Electrochemical characterization of chemical vapor deposition grown few-layer graphene

The intrinsic double-layer capacitance (C$_{\mathrm{dl}})$ of graphene is an important fundamental parameter that has important implications in nano-carbon based energy storage devices. We used cyclic voltammetry to measure the C$_{\mathrm{dl}}$ of few-layer graphene (FLG) samples. Considering the fact that the specific C$_{\mathrm{dl}}$ of graphitic edge planes exceeds that of basal planes by an order of magnitude, the measured specific C$_{\mathrm{dl}}$ may be used to evaluate the relative area fraction of edge planes to that of basal planes. In our case, the specific C$_{\mathrm{dl}}$ of FLG grown on Ni foils was found to be $\sim$2-4 $\mu $F/cm$^{2}$, which is typical of basal plane capacitance, and indicating predominant basal plane coverage in our CVD process.

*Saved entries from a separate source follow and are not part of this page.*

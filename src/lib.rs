//! Price recommendation from historical transactions.
//!
//! Three strategies per part number: the historically most profitable price,
//! a competitor-anchored price held inside a tolerance band, and a price
//! solved from a fitted log-log demand curve. [`sweep::run_sweep`] runs them
//! for every tolerance delta and product.

pub mod charts;
pub mod cleaner;
pub mod config;
pub mod elasticity;
pub mod error;
pub mod loader;
pub mod model;
pub mod outliers;
pub mod profit;
pub mod stats;
pub mod sweep;
pub mod ui;
pub mod writer;

pub use config::{AnalyzerConfig, PricingConfig};
pub use model::{PriceRecommendation, ProductChart};
pub use sweep::{run_sweep, SweepReport};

Such samples are amenable to further physical/chemical modifications to create controlled defects which are expected to further enhance C$_{\mathrm{dl}}$. Electrochemical characterization of such ideal geometry in tandem with defects engineering can provide insights into the contribution of graphitic edge planes to charge storage in high surface area carbon electrodes.